**DATA EXCERPTS**

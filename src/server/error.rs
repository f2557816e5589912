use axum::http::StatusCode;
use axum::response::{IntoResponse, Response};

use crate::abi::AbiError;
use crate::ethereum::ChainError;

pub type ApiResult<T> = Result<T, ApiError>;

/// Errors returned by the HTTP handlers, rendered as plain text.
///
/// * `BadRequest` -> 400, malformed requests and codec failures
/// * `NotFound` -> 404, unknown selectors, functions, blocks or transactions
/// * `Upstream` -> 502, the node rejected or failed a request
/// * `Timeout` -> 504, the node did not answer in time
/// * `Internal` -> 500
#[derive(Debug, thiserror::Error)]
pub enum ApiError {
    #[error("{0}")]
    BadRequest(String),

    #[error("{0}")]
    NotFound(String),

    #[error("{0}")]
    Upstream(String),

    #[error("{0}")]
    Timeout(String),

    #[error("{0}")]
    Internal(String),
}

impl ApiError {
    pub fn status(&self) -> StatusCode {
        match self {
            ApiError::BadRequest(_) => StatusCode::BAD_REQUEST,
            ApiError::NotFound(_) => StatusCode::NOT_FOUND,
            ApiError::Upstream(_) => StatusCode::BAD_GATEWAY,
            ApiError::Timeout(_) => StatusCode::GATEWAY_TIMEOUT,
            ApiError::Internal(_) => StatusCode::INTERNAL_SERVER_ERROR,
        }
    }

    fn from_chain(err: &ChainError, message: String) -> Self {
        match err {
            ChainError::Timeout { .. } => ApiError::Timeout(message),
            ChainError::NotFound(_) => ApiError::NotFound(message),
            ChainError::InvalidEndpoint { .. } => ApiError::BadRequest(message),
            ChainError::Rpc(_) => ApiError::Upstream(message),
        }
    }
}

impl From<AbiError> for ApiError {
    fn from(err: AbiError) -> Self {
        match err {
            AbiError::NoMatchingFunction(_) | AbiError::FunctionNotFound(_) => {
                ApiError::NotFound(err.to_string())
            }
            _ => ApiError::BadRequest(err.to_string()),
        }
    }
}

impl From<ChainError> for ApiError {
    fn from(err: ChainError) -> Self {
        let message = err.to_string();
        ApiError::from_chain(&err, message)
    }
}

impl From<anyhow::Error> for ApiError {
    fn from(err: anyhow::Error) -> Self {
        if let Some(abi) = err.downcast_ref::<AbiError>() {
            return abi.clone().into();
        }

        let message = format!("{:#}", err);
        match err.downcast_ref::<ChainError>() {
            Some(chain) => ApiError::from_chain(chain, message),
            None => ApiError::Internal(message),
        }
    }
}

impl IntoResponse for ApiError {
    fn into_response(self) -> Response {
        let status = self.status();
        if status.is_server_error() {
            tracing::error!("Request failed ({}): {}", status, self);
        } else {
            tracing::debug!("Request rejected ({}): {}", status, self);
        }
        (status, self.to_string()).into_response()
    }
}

...

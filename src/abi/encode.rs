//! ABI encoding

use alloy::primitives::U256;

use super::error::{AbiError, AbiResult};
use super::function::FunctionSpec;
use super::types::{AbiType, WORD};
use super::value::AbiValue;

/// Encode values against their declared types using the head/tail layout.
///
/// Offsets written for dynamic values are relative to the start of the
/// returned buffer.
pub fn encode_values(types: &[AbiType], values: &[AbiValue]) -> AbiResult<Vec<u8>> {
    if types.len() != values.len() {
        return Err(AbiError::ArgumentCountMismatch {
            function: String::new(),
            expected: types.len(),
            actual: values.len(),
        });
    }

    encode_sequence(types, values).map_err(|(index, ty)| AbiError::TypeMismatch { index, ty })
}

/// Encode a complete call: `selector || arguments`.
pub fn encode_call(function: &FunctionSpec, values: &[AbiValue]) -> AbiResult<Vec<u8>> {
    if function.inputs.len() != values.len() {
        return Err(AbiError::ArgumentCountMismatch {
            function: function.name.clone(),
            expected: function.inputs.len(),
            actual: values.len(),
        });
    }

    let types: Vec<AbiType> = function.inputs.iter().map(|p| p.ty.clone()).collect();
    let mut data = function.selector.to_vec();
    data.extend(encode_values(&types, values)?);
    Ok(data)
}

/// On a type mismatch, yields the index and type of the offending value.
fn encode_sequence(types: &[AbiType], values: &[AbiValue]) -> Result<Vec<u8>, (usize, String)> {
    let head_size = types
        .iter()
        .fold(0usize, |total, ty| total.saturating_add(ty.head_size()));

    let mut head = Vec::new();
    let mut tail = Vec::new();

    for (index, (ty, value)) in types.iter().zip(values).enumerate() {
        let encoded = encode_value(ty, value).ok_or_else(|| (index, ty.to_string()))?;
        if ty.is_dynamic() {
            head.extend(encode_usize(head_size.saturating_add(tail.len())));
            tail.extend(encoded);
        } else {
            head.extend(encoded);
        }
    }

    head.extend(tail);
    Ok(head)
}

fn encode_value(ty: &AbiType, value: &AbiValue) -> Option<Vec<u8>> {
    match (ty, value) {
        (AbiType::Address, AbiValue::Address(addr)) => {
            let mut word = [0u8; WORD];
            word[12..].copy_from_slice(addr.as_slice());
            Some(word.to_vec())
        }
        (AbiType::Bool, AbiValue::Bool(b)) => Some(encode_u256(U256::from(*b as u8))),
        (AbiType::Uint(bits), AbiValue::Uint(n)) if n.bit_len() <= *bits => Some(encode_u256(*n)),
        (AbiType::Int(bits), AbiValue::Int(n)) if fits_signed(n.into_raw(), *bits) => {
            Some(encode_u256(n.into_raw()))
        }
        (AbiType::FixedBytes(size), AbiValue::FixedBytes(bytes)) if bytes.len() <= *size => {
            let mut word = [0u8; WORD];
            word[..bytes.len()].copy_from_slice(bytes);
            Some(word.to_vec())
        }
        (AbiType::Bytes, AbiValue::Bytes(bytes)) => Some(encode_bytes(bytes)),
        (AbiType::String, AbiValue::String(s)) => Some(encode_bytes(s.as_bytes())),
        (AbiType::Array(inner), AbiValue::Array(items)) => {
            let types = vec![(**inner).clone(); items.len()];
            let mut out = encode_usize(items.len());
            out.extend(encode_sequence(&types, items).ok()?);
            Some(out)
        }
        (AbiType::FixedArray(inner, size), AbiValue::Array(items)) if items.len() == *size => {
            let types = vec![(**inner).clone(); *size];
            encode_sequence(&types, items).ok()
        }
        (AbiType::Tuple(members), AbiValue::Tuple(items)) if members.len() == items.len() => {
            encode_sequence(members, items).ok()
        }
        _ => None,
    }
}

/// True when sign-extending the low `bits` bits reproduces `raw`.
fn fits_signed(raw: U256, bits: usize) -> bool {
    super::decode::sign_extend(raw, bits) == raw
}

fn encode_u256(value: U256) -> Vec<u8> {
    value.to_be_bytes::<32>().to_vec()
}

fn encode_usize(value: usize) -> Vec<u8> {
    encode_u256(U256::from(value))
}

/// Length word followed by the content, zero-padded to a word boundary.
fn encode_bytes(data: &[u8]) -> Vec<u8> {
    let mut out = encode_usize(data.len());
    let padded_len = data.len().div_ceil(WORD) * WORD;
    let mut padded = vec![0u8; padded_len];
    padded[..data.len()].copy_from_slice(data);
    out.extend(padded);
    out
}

**ACTIVITY**
Filter the entries above and copy only the lines that hold "tracing".

**EXPECTED ANSWER**
            tracing::error!("Request failed ({}): {}", status, self);
            tracing::debug!("Request rejected ({}): {}", status, self);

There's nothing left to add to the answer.